[Stored items from a collection]
________________________________________

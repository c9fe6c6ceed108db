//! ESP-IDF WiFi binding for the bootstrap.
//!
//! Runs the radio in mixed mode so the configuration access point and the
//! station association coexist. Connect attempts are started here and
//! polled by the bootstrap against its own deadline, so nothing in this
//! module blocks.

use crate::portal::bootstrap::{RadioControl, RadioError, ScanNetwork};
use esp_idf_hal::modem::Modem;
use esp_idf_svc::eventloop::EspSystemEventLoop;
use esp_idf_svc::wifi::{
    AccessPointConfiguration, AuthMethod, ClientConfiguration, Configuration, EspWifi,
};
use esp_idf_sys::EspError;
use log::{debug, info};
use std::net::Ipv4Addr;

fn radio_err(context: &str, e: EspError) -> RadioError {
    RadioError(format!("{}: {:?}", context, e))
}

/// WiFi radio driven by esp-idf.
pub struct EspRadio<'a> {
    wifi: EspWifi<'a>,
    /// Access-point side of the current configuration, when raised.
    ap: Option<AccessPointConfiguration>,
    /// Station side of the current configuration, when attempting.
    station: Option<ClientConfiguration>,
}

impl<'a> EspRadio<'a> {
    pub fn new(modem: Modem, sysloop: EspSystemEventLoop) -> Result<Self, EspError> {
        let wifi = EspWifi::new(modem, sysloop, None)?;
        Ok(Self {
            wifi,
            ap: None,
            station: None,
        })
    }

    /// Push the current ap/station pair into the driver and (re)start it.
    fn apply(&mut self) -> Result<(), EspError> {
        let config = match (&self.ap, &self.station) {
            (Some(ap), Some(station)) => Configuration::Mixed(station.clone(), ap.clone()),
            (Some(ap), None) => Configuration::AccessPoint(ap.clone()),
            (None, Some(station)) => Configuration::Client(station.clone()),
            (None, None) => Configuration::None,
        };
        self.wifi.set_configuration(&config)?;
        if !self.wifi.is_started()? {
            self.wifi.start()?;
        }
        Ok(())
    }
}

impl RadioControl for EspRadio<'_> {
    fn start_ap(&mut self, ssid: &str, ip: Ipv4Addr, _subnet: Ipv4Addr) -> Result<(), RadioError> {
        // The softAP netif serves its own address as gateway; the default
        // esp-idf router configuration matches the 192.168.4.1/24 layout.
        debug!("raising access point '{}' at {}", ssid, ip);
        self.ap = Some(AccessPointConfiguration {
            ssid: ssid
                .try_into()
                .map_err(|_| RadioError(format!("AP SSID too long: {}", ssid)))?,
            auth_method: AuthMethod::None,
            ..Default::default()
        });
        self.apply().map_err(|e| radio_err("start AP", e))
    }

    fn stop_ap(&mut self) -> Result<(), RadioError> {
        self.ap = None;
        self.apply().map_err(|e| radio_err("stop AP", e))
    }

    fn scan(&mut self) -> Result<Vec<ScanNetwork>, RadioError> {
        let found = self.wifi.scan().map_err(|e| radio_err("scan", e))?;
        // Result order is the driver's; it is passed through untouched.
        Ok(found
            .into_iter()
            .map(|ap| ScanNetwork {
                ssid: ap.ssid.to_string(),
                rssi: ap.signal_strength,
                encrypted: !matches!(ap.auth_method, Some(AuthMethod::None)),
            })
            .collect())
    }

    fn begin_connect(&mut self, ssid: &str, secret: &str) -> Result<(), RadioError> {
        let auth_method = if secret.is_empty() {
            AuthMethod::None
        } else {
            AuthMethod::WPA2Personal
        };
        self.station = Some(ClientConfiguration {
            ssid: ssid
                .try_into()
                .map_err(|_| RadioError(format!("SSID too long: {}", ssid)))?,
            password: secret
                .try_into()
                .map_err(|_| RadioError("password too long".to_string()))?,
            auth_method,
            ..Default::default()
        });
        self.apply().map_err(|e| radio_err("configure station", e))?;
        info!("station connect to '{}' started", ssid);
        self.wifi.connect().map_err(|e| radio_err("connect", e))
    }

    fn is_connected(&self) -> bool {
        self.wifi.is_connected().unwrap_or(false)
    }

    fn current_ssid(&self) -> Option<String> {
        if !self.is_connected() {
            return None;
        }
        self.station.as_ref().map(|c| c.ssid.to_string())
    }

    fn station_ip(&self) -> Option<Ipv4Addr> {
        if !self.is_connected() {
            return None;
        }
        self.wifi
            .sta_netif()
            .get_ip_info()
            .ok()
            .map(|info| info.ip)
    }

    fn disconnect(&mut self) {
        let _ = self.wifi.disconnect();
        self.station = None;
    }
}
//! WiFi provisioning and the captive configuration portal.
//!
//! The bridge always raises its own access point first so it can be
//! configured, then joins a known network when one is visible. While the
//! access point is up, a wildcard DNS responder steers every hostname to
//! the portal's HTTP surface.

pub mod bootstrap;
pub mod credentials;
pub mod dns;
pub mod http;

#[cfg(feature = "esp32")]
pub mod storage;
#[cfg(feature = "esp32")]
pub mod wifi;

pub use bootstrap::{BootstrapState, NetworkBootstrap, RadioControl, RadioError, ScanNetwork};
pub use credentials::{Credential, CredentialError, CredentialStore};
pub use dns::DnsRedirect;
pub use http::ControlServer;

________________________________________

Start at the first line of the data above. Stop after the line containing "use std::net::Ipv4Addr;", reproducing each line exactly and adding nothing.

# Solution for this problem
repository c9fe6c6ceed108db
//! ESP-IDF WiFi binding for the bootstrap.
//!
//! Runs the radio in mixed mode so the configuration access point and the
//! station association coexist. Connect attempts are started here and
//! polled by the bootstrap against its own deadline, so nothing in this
//! module blocks.

use crate::portal::bootstrap::{RadioControl, RadioError, ScanNetwork};
use esp_idf_hal::modem::Modem;
use esp_idf_svc::eventloop::EspSystemEventLoop;
use esp_idf_svc::wifi::{
    AccessPointConfiguration, AuthMethod, ClientConfiguration, Configuration, EspWifi,
};
use esp_idf_sys::EspError;
use log::{debug, info};
use std::net::Ipv4Addr;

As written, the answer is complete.